BEGIN DATASET RECORDS
//! Key-value persistence behind an explicit repository interface.
//!
//! The browser build of the product keeps this state in local storage; here
//! the same key layout sits behind the `Storage` trait so the backing store
//! can be swapped without touching the services that use it.

pub mod templates;

use std::collections::HashMap;
use std::path::PathBuf;
use std::sync::RwLock;

use crate::error::QcError;

/// Key holding the current session's identity document.
pub const USER_KEY: &str = "autoqc_user";
/// Key holding the registered-user array.
pub const USERS_KEY: &str = "autoqc_users";

/// Key holding a user's saved template list.
pub fn templates_key(user_id: &str) -> String {
    format!("autoqc_templates_{}", user_id)
}

pub trait Storage: Send + Sync {
    fn get(&self, key: &str) -> Result<Option<String>, QcError>;
    fn set(&self, key: &str, value: &str) -> Result<(), QcError>;
    fn remove(&self, key: &str) -> Result<(), QcError>;
}

/// In-process store, used by tests and ephemeral sessions.
#[derive(Default)]
pub struct MemoryStorage {
    entries: RwLock<HashMap<String, String>>,
}

impl MemoryStorage {
    pub fn new() -> Self {
        Self::default()
    }
}

impl Storage for MemoryStorage {
    fn get(&self, key: &str) -> Result<Option<String>, QcError> {
        let entries = self
            .entries
            .read()
            .map_err(|_| QcError::Runtime("Lock Poisoned".to_string()))?;
        Ok(entries.get(key).cloned())
    }

    fn set(&self, key: &str, value: &str) -> Result<(), QcError> {
        let mut entries = self
            .entries
            .write()
            .map_err(|_| QcError::Runtime("Lock Poisoned".to_string()))?;
        entries.insert(key.to_string(), value.to_string());
        Ok(())
    }

    fn remove(&self, key: &str) -> Result<(), QcError> {
        let mut entries = self
            .entries
            .write()
            .map_err(|_| QcError::Runtime("Lock Poisoned".to_string()))?;
        entries.remove(key);
        Ok(())
    }
}

/// Durable store keeping one JSON document per key under a root directory.
pub struct FileStorage {
    root: PathBuf,
}

impl FileStorage {
    pub fn new(root: impl Into<PathBuf>) -> Self {
        Self { root: root.into() }
    }

    fn path_for(&self, key: &str) -> PathBuf {
        self.root.join(format!("{}.json", key))
    }
}

impl Storage for FileStorage {
    fn get(&self, key: &str) -> Result<Option<String>, QcError> {
        match std::fs::read_to_string(self.path_for(key)) {
            Ok(value) => Ok(Some(value)),
            Err(e) if e.kind() == std::io::ErrorKind::NotFound => Ok(None),
            Err(e) => Err(e.into()),
        }
    }

    fn set(&self, key: &str, value: &str) -> Result<(), QcError> {
        std::fs::create_dir_all(&self.root)
            .and_then(|_| std::fs::write(self.path_for(key), value))
            .map_err(|e| QcError::Storage(format!("Unable to persist '{}': {}", key, e)))
    }

    fn remove(&self, key: &str) -> Result<(), QcError> {
        match std::fs::remove_file(self.path_for(key)) {
            Ok(()) => Ok(()),
            Err(e) if e.kind() == std::io::ErrorKind::NotFound => Ok(()),
            Err(e) => Err(e.into()),
        }
    }
}
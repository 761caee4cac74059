use std::sync::{Arc, Mutex};
use std::time::Duration;

use tokio::sync::watch;
use tokio::task::JoinHandle;

use crate::detection::findings::{sample_findings, Finding};
use crate::error::QcError;

/// Progress added on every tick of the simulated analysis.
pub const PROGRESS_STEP: u8 = 5;
/// Interval between progress ticks.
pub const PROGRESS_INTERVAL: Duration = Duration::from_millis(300);

#[derive(Clone, Copy, PartialEq, Eq, Debug)]
enum RunState {
    Idle,
    Running,
}

/// Simulated detection pass over the loaded video.
///
/// At most one run is active at a time: `start` rejects a request while a
/// run is in flight, and `cancel` tears the timer down without leaving the
/// runner stuck in a running state. Findings are published only when a run
/// reaches 100%.
pub struct DetectionRunner {
    state: Arc<Mutex<RunState>>,
    findings: Arc<Mutex<Vec<Finding>>>,
    progress_tx: watch::Sender<u8>,
    progress_rx: watch::Receiver<u8>,
    handle: Mutex<Option<JoinHandle<()>>>,
}

impl DetectionRunner {
    pub fn new() -> Self {
        let (progress_tx, progress_rx) = watch::channel(0u8);
        Self {
            state: Arc::new(Mutex::new(RunState::Idle)),
            findings: Arc::new(Mutex::new(Vec::new())),
            progress_tx,
            progress_rx,
            handle: Mutex::new(None),
        }
    }

    /// Start a detection run. Fails with `DetectionInProgress` if one is
    /// already running.
    pub fn start(&self) -> Result<(), QcError> {
        {
            let mut state = lock(&self.state)?;
            if *state == RunState::Running {
                return Err(QcError::DetectionInProgress);
            }
            *state = RunState::Running;
        }
        lock(&self.findings)?.clear();
        self.progress_tx.send_replace(0);
        log::info!("Detection run started");

        let state = Arc::clone(&self.state);
        let findings = Arc::clone(&self.findings);
        let progress_tx = self.progress_tx.clone();

        let task = tokio::spawn(async move {
            let mut interval = tokio::time::interval(PROGRESS_INTERVAL);
            // The first tick of a tokio interval completes immediately.
            interval.tick().await;

            let mut progress: u8 = 0;
            loop {
                interval.tick().await;
                progress = progress.saturating_add(PROGRESS_STEP).min(100);
                if progress >= 100 {
                    if let Ok(mut f) = findings.lock() {
                        *f = sample_findings();
                    }
                    // Flip to idle before publishing completion so observers
                    // of the final progress value see a finished runner.
                    if let Ok(mut s) = state.lock() {
                        *s = RunState::Idle;
                    }
                    progress_tx.send_replace(100);
                    log::info!("Detection run completed");
                    break;
                }
                progress_tx.send_replace(progress);
            }
        });

        *lock(&self.handle)? = Some(task);
        Ok(())
    }

    /// Cancel an in-flight run (view teardown). Progress stops where it is
    /// and the runner returns to idle; no findings are published.
    pub fn cancel(&self) -> Result<(), QcError> {
        if let Some(task) = lock(&self.handle)?.take() {
            task.abort();
        }
        let mut state = lock(&self.state)?;
        if *state == RunState::Running {
            log::info!("Detection run cancelled");
        }
        *state = RunState::Idle;
        Ok(())
    }

    pub fn is_running(&self) -> bool {
        self.state
            .lock()
            .map(|s| *s == RunState::Running)
            .unwrap_or(false)
    }

    /// Current progress percentage, 0..=100.
    pub fn progress(&self) -> u8 {
        *self.progress_rx.borrow()
    }

    /// Watch progress updates.
    pub fn subscribe(&self) -> watch::Receiver<u8> {
        self.progress_rx.clone()
    }

    /// Findings of the last completed run; empty while idle or mid-run.
    pub fn findings(&self) -> Vec<Finding> {
        self.findings
            .lock()
            .map(|f| f.clone())
            .unwrap_or_default()
    }
}

impl Default for DetectionRunner {
    fn default() -> Self {
        Self::new()
    }
}

fn lock<T>(mutex: &Mutex<T>) -> Result<std::sync::MutexGuard<'_, T>, QcError> {
    mutex
        .lock()
        .map_err(|_| QcError::Runtime("Lock Poisoned".to_string()))
}
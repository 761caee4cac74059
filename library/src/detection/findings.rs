use serde::{Deserialize, Serialize};

#[derive(Serialize, Deserialize, Clone, Copy, PartialEq, Eq, Debug)]
#[serde(rename_all = "lowercase")]
pub enum Severity {
    High,
    Medium,
    Low,
}

impl std::fmt::Display for Severity {
    fn fmt(&self, f: &mut std::fmt::Formatter<'_>) -> std::fmt::Result {
        let s = match self {
            Severity::High => "high",
            Severity::Medium => "medium",
            Severity::Low => "low",
        };
        write!(f, "{}", s)
    }
}

/// A single detected quality issue, tied to a frame and its timecode.
#[derive(Serialize, Deserialize, Clone, PartialEq, Debug)]
pub struct Finding {
    pub id: u32,
    pub frame: u64,
    /// `HH:MM:SS:FF`, frame-accurate.
    pub timecode: String,
    #[serde(rename = "type")]
    pub kind: String,
    pub severity: Severity,
    #[serde(default)]
    pub description: Option<String>,
}

/// Per-severity finding counts. A plain partition, no weighting.
#[derive(Clone, Copy, PartialEq, Eq, Debug, Default)]
pub struct Summary {
    pub high: usize,
    pub medium: usize,
    pub low: usize,
}

impl Summary {
    pub fn from_findings(findings: &[Finding]) -> Self {
        let mut summary = Summary::default();
        for finding in findings {
            match finding.severity {
                Severity::High => summary.high += 1,
                Severity::Medium => summary.medium += 1,
                Severity::Low => summary.low += 1,
            }
        }
        summary
    }

    pub fn total(&self) -> usize {
        self.high + self.medium + self.low
    }
}

/// Format a frame index as a frame-accurate `HH:MM:SS:FF` timecode.
/// Zero fps is clamped to 1 to keep the arithmetic defined.
pub fn timecode(frame: u64, fps: u32) -> String {
    let fps = fps.max(1) as u64;
    let ff = frame % fps;
    let total_seconds = frame / fps;
    let seconds = total_seconds % 60;
    let minutes = (total_seconds / 60) % 60;
    let hours = total_seconds / 3600;
    format!("{:02}:{:02}:{:02}:{:02}", hours, minutes, seconds, ff)
}

fn finding(
    id: u32,
    frame: u64,
    timecode: &str,
    kind: &str,
    severity: Severity,
    description: &str,
) -> Finding {
    Finding {
        id,
        frame,
        timecode: timecode.to_string(),
        kind: kind.to_string(),
        severity,
        description: Some(description.to_string()),
    }
}

/// The canned findings published when a simulated detection run completes.
pub fn sample_findings() -> Vec<Finding> {
    vec![
        finding(
            1,
            1024,
            "00:00:42:16",
            "Logo outside safe area",
            Severity::High,
            "Company logo extends beyond the action safe area boundary",
        ),
        finding(
            2,
            1536,
            "00:01:04:00",
            "Text too close to edge",
            Severity::Medium,
            "Lower third text is positioned too close to the screen edge",
        ),
        finding(
            3,
            2048,
            "00:01:25:12",
            "Subtitle outside safe area",
            Severity::High,
            "Subtitle text extends beyond the title safe area",
        ),
        finding(
            4,
            2304,
            "00:01:36:00",
            "Low contrast text",
            Severity::Medium,
            "Text contrast ratio is below recommended standards",
        ),
        finding(
            5,
            2560,
            "00:01:46:16",
            "Logo outside safe area",
            Severity::High,
            "Watermark logo positioned outside broadcast safe area",
        ),
        finding(
            6,
            2816,
            "00:01:57:08",
            "Text too close to edge",
            Severity::Low,
            "Minor text positioning issue near screen boundary",
        ),
    ]
}

#[cfg(test)]
mod tests {
    use super::*;

    #[test]
    fn test_timecode_formatting() {
        assert_eq!(timecode(0, 24), "00:00:00:00");
        assert_eq!(timecode(1024, 24), "00:00:42:16");
        assert_eq!(timecode(1536, 24), "00:01:04:00");
        assert_eq!(timecode(3600 * 24, 24), "01:00:00:00");
    }

    #[test]
    fn test_timecode_zero_fps_defined() {
        // Clamped to 1 fps rather than dividing by zero.
        assert_eq!(timecode(42, 0), "00:00:42:00");
    }
}
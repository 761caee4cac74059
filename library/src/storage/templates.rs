use std::sync::Arc;

use chrono::{DateTime, Utc};
use serde::{Deserialize, Serialize};
use uuid::Uuid;

use crate::error::QcError;
use crate::model::template::Template;
use crate::storage::{templates_key, Storage};

/// A template persisted in a user's library. The template fields stay flat
/// so a saved entry is itself a valid interchange document.
#[derive(Serialize, Deserialize, Clone, PartialEq, Debug)]
#[serde(rename_all = "camelCase")]
pub struct SavedTemplate {
    pub id: String,
    #[serde(default)]
    pub created_at: Option<DateTime<Utc>>,
    #[serde(flatten)]
    pub template: Template,
}

/// Per-user saved-template lists on top of the key-value store.
pub struct TemplateRepository {
    storage: Arc<dyn Storage>,
}

impl TemplateRepository {
    pub fn new(storage: Arc<dyn Storage>) -> Self {
        Self { storage }
    }

    pub fn list(&self, user_id: &str) -> Result<Vec<SavedTemplate>, QcError> {
        let key = templates_key(user_id);
        match self.storage.get(&key)? {
            Some(json) => Ok(serde_json::from_str(&json)?),
            None => Ok(Vec::new()),
        }
    }

    /// Save a template into the user's library, returning the saved entry.
    pub fn save(&self, user_id: &str, template: Template) -> Result<SavedTemplate, QcError> {
        let mut templates = self.list(user_id)?;
        let saved = SavedTemplate {
            id: Uuid::new_v4().to_string(),
            created_at: Some(Utc::now()),
            template,
        };
        templates.push(saved.clone());
        self.persist(user_id, &templates)?;
        log::info!("Saved template '{}' for user {}", saved.template.name, user_id);
        Ok(saved)
    }

    /// Delete a saved template by ID. Unknown IDs are a no-op, matching the
    /// filter-and-rewrite behavior of the account page.
    pub fn delete(&self, user_id: &str, template_id: &str) -> Result<(), QcError> {
        let mut templates = self.list(user_id)?;
        templates.retain(|t| t.id != template_id);
        self.persist(user_id, &templates)
    }

    fn persist(&self, user_id: &str, templates: &[SavedTemplate]) -> Result<(), QcError> {
        let json = serde_json::to_string(templates)?;
        self.storage.set(&templates_key(user_id), &json)
    }
}
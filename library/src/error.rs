use thiserror::Error;

#[derive(Error, Debug)]
pub enum QcError {
    #[error("I/O error: {0}")]
    Io(#[from] std::io::Error),
    #[error("JSON parsing error: {0}")]
    Parse(#[from] serde_json::Error),
    #[error("Validation error: {0}")]
    Validation(String),
    #[error("Degenerate canvas extent: axis length is zero")]
    ZeroExtent,
    #[error("Invalid email or password")]
    AuthMismatch,
    #[error("An account with this email already exists")]
    DuplicateAccount,
    #[error("A detection run is already in progress")]
    DetectionInProgress,
    #[error("Storage error: {0}")]
    Storage(String),
    #[error("Report error: {0}")]
    Report(String),
    #[error("Runtime error: {0}")]
    Runtime(String),
}
//! PDF quality-control report generation.

use std::path::Path;

use chrono::NaiveDate;
use genpdf::elements::{Break, Paragraph, TableLayout};
use genpdf::style::{Color, Style, StyledString};
use genpdf::{Alignment, Element};

use crate::detection::{Finding, Severity, Summary};
use crate::error::QcError;

/// Metadata block describing the analyzed video.
#[derive(Clone, PartialEq, Debug)]
pub struct VideoInfo {
    pub resolution: String,
    pub aspect_ratio: String,
    pub duration: String,
    pub frame_rate: String,
}

/// Everything that goes into one report.
#[derive(Clone, PartialEq, Debug)]
pub struct ReportData {
    pub file_name: String,
    pub errors: Vec<Finding>,
    pub analysis_date: NaiveDate,
    pub video_info: VideoInfo,
}

/// Report file name: `AutoQC_Report_<video stem>_<date>.pdf`.
pub fn report_file_name(video_file: &str, date: NaiveDate) -> String {
    let stem = Path::new(video_file)
        .file_stem()
        .and_then(|s| s.to_str())
        .unwrap_or(video_file);
    format!("AutoQC_Report_{}_{}.pdf", stem, date.format("%Y-%m-%d"))
}

fn severity_color(severity: Severity) -> Color {
    match severity {
        Severity::High => Color::Rgb(220, 53, 69),
        Severity::Medium => Color::Rgb(255, 152, 0),
        Severity::Low => Color::Rgb(40, 167, 69),
    }
}

fn styled_paragraph(text: impl Into<String>, style: Style) -> Paragraph {
    let mut paragraph = Paragraph::new("");
    paragraph.push(StyledString::new(text, style));
    paragraph
}

fn label_cell(text: &str) -> Paragraph {
    styled_paragraph(text, Style::new().bold())
}

fn info_table(info: &VideoInfo) -> TableLayout {
    let mut table = TableLayout::new(vec![1, 2]);
    let rows = [
        ("Resolution", info.resolution.as_str()),
        ("Aspect Ratio", info.aspect_ratio.as_str()),
        ("Duration", info.duration.as_str()),
        ("Frame Rate", info.frame_rate.as_str()),
    ];
    for (label, value) in rows {
        table
            .row()
            .element(label_cell(label))
            .element(Paragraph::new(value))
            .push()
            .map_err(|e| log::warn!("Skipping report row: {}", e))
            .ok();
    }
    table
}

fn summary_table(summary: &Summary) -> TableLayout {
    let mut table = TableLayout::new(vec![2, 1]);
    let rows = [
        ("High severity", summary.high, severity_color(Severity::High)),
        (
            "Medium severity",
            summary.medium,
            severity_color(Severity::Medium),
        ),
        ("Low severity", summary.low, severity_color(Severity::Low)),
    ];
    for (label, count, color) in rows {
        table
            .row()
            .element(styled_paragraph(label, Style::new().with_color(color)))
            .element(Paragraph::new(count.to_string()))
            .push()
            .map_err(|e| log::warn!("Skipping report row: {}", e))
            .ok();
    }
    table
        .row()
        .element(label_cell("Total issues"))
        .element(label_cell(&summary.total().to_string()))
        .push()
        .map_err(|e| log::warn!("Skipping report row: {}", e))
        .ok();
    table
}

fn findings_table(findings: &[Finding]) -> TableLayout {
    let mut table = TableLayout::new(vec![2, 3, 2, 4]);
    table
        .row()
        .element(label_cell("Timecode"))
        .element(label_cell("Issue"))
        .element(label_cell("Severity"))
        .element(label_cell("Description"))
        .push()
        .map_err(|e| log::warn!("Skipping report row: {}", e))
        .ok();
    for finding in findings {
        let severity = styled_paragraph(
            finding.severity.to_string(),
            Style::new().with_color(severity_color(finding.severity)),
        );
        table
            .row()
            .element(Paragraph::new(finding.timecode.clone()))
            .element(Paragraph::new(finding.kind.clone()))
            .element(severity)
            .element(Paragraph::new(
                finding.description.clone().unwrap_or_default(),
            ))
            .push()
            .map_err(|e| log::warn!("Skipping report row: {}", e))
            .ok();
    }
    table
}

const RECOMMENDATIONS: [&str; 4] = [
    "Keep all text within the title safe area (90% of frame).",
    "Keep logos and graphics within the action safe area (80% of frame).",
    "Verify subtitle placement against the target platform's caption zone.",
    "Re-run detection after repositioning overlays to confirm the fixes.",
];

/// Render the report to `output`. Fonts are loaded from `fonts_dir`, which
/// must contain the LiberationSans family files.
pub fn render_report(
    data: &ReportData,
    fonts_dir: &Path,
    output: &Path,
) -> Result<(), QcError> {
    let font_family =
        genpdf::fonts::from_files(fonts_dir, "LiberationSans", None).map_err(|e| {
            QcError::Report(format!(
                "Unable to load report fonts from {}: {}",
                fonts_dir.display(),
                e
            ))
        })?;

    let mut doc = genpdf::Document::new(font_family);
    doc.set_title("AutoQC Report");
    let mut decorator = genpdf::SimplePageDecorator::new();
    decorator.set_margins(10);
    decorator.set_header(|page| {
        let mut layout = genpdf::elements::LinearLayout::vertical();
        if page > 1 {
            layout.push(
                Paragraph::new(format!("AutoQC Report - Page {}", page))
                    .aligned(Alignment::Right),
            );
            layout.push(Break::new(1));
        }
        layout.styled(Style::new().with_font_size(9))
    });
    doc.set_page_decorator(decorator);

    doc.push(
        Paragraph::new("AutoQC - Video Quality Control Report")
            .aligned(Alignment::Center)
            .styled(Style::new().bold().with_font_size(18)),
    );
    doc.push(Break::new(1));
    doc.push(Paragraph::new(format!("File: {}", data.file_name)));
    doc.push(Paragraph::new(format!(
        "Analysis date: {}",
        data.analysis_date.format("%Y-%m-%d")
    )));
    doc.push(Break::new(1));

    doc.push(Paragraph::new("Video Information").styled(Style::new().bold().with_font_size(14)));
    doc.push(info_table(&data.video_info));
    doc.push(Break::new(1));

    let summary = Summary::from_findings(&data.errors);
    doc.push(Paragraph::new("Summary").styled(Style::new().bold().with_font_size(14)));
    doc.push(summary_table(&summary));
    doc.push(Break::new(1));

    if data.errors.is_empty() {
        doc.push(Paragraph::new("No issues detected."));
    } else {
        doc.push(
            Paragraph::new("Detected Issues").styled(Style::new().bold().with_font_size(14)),
        );
        doc.push(findings_table(&data.errors));
    }
    doc.push(Break::new(1));

    doc.push(Paragraph::new("Recommendations").styled(Style::new().bold().with_font_size(14)));
    for line in RECOMMENDATIONS {
        doc.push(Paragraph::new(format!("• {}", line)));
    }

    doc.render_to_file(output)
        .map_err(|e| QcError::Report(format!("Unable to write report: {}", e)))?;
    log::info!("Report written to {}", output.display());
    Ok(())
}

#[cfg(test)]
mod tests {
    use super::*;

    #[test]
    fn test_report_file_name() {
        let date = NaiveDate::from_ymd_opt(2024, 3, 15).unwrap();
        assert_eq!(
            report_file_name("commercial_v2.mp4", date),
            "AutoQC_Report_commercial_v2_2024-03-15.pdf"
        );
        assert_eq!(
            report_file_name("clips/teaser.final.mov", date),
            "AutoQC_Report_teaser.final_2024-03-15.pdf"
        );
    }
}
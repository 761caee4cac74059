use serde::de::Deserializer;
use serde::ser::Serializer;
use serde::{Deserialize, Serialize};
use serde_json::Value;
use uuid::Uuid;

use crate::error::QcError;

/// Canvas aspect ratio. Unrecognized labels deserialize to 16:9 so that an
/// imported template never carries an undefined geometry.
#[derive(Clone, Copy, PartialEq, Eq, Debug, Default)]
pub enum AspectRatio {
    #[default]
    SixteenNine,
    NineSixteen,
    Square,
    FourThree,
    ThreeFour,
    FourFive,
}

impl AspectRatio {
    pub fn parse(label: &str) -> Option<Self> {
        match label {
            "16:9" => Some(AspectRatio::SixteenNine),
            "9:16" => Some(AspectRatio::NineSixteen),
            "1:1" => Some(AspectRatio::Square),
            "4:3" => Some(AspectRatio::FourThree),
            "3:4" => Some(AspectRatio::ThreeFour),
            "4:5" => Some(AspectRatio::FourFive),
            _ => None,
        }
    }

    pub fn label(&self) -> &'static str {
        match self {
            AspectRatio::SixteenNine => "16:9",
            AspectRatio::NineSixteen => "9:16",
            AspectRatio::Square => "1:1",
            AspectRatio::FourThree => "4:3",
            AspectRatio::ThreeFour => "3:4",
            AspectRatio::FourFive => "4:5",
        }
    }

    /// Width and height factors of the ratio.
    fn factors(&self) -> (f64, f64) {
        match self {
            AspectRatio::SixteenNine => (16.0, 9.0),
            AspectRatio::NineSixteen => (9.0, 16.0),
            AspectRatio::Square => (1.0, 1.0),
            AspectRatio::FourThree => (4.0, 3.0),
            AspectRatio::ThreeFour => (3.0, 4.0),
            AspectRatio::FourFive => (4.0, 5.0),
        }
    }

    /// Derived canvas height for a given canvas width.
    pub fn height_for_width(&self, width: u32) -> u32 {
        let (w, h) = self.factors();
        (width as f64 * h / w).round() as u32
    }
}

impl std::fmt::Display for AspectRatio {
    fn fmt(&self, f: &mut std::fmt::Formatter<'_>) -> std::fmt::Result {
        write!(f, "{}", self.label())
    }
}

impl Serialize for AspectRatio {
    fn serialize<S: Serializer>(&self, serializer: S) -> Result<S::Ok, S::Error> {
        serializer.serialize_str(self.label())
    }
}

impl<'de> Deserialize<'de> for AspectRatio {
    fn deserialize<D: Deserializer<'de>>(deserializer: D) -> Result<Self, D::Error> {
        // Accept any JSON value here; anything that is not a known label
        // falls back to 16:9 deterministically.
        let value = Value::deserialize(deserializer)?;
        Ok(value
            .as_str()
            .and_then(AspectRatio::parse)
            .unwrap_or_default())
    }
}

/// A rectangular region of the frame, in percentages of the canvas size.
///
/// `top + height` and `left + width` may exceed 100: zones are allowed to
/// represent bleed areas that overflow the visible frame.
#[derive(Serialize, Deserialize, Clone, PartialEq, Debug)]
pub struct SafeZone {
    pub id: String,
    pub name: String,
    pub top: f64,
    pub left: f64,
    pub width: f64,
    pub height: f64,
    pub color: String,
    pub visible: bool,
}

impl SafeZone {
    pub fn new(id: &str, name: &str, top: f64, left: f64, width: f64, height: f64, color: &str) -> Self {
        Self {
            id: id.to_string(),
            name: name.to_string(),
            top,
            left,
            width,
            height,
            color: color.to_string(),
            visible: true,
        }
    }

    /// Clamp each percentage field into `[0, 100]`. Overflow of
    /// `top + height` / `left + width` is left alone on purpose.
    pub fn clamp_percentages(&mut self) {
        self.top = self.top.clamp(0.0, 100.0);
        self.left = self.left.clamp(0.0, 100.0);
        self.width = self.width.clamp(0.0, 100.0);
        self.height = self.height.clamp(0.0, 100.0);
    }
}

/// Axis a guideline measures. Serialized as `type` on the wire.
#[derive(Serialize, Deserialize, Clone, Copy, PartialEq, Eq, Debug)]
#[serde(rename_all = "lowercase")]
pub enum GuidelineAxis {
    Horizontal,
    Vertical,
}

const GUIDELINE_COLOR: &str = "#3b82f6";

/// A single alignment line placed on the editing canvas.
///
/// `position` is a pixel offset on the canvas the guideline was placed on.
/// `label` is the percent string computed from that canvas size at placement
/// time; it is not recomputed if the canvas is later resized.
#[derive(Serialize, Deserialize, Clone, PartialEq, Debug)]
pub struct Guideline {
    pub id: String,
    #[serde(rename = "type")]
    pub axis: GuidelineAxis,
    pub position: f64,
    pub color: String,
    pub label: String,
}

impl Guideline {
    pub fn new(axis: GuidelineAxis, position: f64, label: String) -> Self {
        let prefix = match axis {
            GuidelineAxis::Horizontal => "h",
            GuidelineAxis::Vertical => "v",
        };
        Self {
            id: format!("{}-{}", prefix, Uuid::new_v4()),
            axis,
            position,
            color: GUIDELINE_COLOR.to_string(),
            label,
        }
    }
}

fn default_template_name() -> String {
    "Imported Template".to_string()
}

/// The complete named bundle of aspect ratio, safe zones, guidelines, and
/// free-text platform requirements. This is also the interchange format for
/// template export/import files.
#[derive(Serialize, Deserialize, Clone, PartialEq, Debug)]
#[serde(rename_all = "camelCase")]
pub struct Template {
    #[serde(default = "default_template_name")]
    pub name: String,
    #[serde(default)]
    pub aspect_ratio: AspectRatio,
    #[serde(default)]
    pub safe_zones: Vec<SafeZone>,
    #[serde(default)]
    pub guidelines: Vec<Guideline>,
    #[serde(default)]
    pub platform_requirements: String,
}

impl Template {
    /// A fresh template seeded with the three default zones.
    pub fn new() -> Self {
        Self {
            name: "New Template".to_string(),
            aspect_ratio: AspectRatio::SixteenNine,
            safe_zones: Self::default_safe_zones(),
            guidelines: Vec::new(),
            platform_requirements: String::new(),
        }
    }

    /// The zone set every new template starts with. Zones are never deleted,
    /// only toggled invisible or replaced wholesale on reset/import.
    pub fn default_safe_zones() -> Vec<SafeZone> {
        vec![
            SafeZone::new(
                "subtitle-zone",
                "Subtitle Zone",
                70.0,
                10.0,
                80.0,
                20.0,
                "rgba(255, 193, 7, 0.3)",
            ),
            SafeZone::new(
                "logo-zone",
                "Logo Zone",
                5.0,
                5.0,
                20.0,
                15.0,
                "rgba(33, 150, 243, 0.3)",
            ),
            SafeZone::new(
                "title-zone",
                "Title Zone",
                10.0,
                10.0,
                80.0,
                15.0,
                "rgba(76, 175, 80, 0.3)",
            ),
        ]
    }

    /// Parse a template document, substituting documented defaults for
    /// missing fields. A document that is not well-formed JSON fails with
    /// `QcError::Parse` and must not be applied by the caller.
    pub fn load(json_str: &str) -> Result<Self, QcError> {
        let mut template: Template = serde_json::from_str(json_str)?;
        for zone in &mut template.safe_zones {
            zone.clamp_percentages();
        }
        Ok(template)
    }

    /// Serialize to the interchange format. Output is stable for a given
    /// template, so save/load round-trips compare equal.
    pub fn save(&self) -> Result<String, QcError> {
        Ok(serde_json::to_string_pretty(self)?)
    }

    pub fn get_zone_mut(&mut self, id: &str) -> Option<&mut SafeZone> {
        self.safe_zones.iter_mut().find(|z| z.id == id)
    }

    pub fn get_guideline(&self, id: &str) -> Option<&Guideline> {
        self.guidelines.iter().find(|g| g.id == id)
    }

    pub fn remove_guideline(&mut self, id: &str) -> Option<Guideline> {
        let index = self.guidelines.iter().position(|g| g.id == id)?;
        Some(self.guidelines.remove(index))
    }
}

impl Default for Template {
    fn default() -> Self {
        Self::new()
    }
}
END DATASET RECORDS
→ **ASSIGNED TASK**:
From the listing, reproduce every line where the word "outside" is present.

→ **WRITTEN RESPONSE**:
            "Logo outside safe area",
            "Subtitle outside safe area",
            "Logo outside safe area",
            "Watermark logo positioned outside broadcast safe area",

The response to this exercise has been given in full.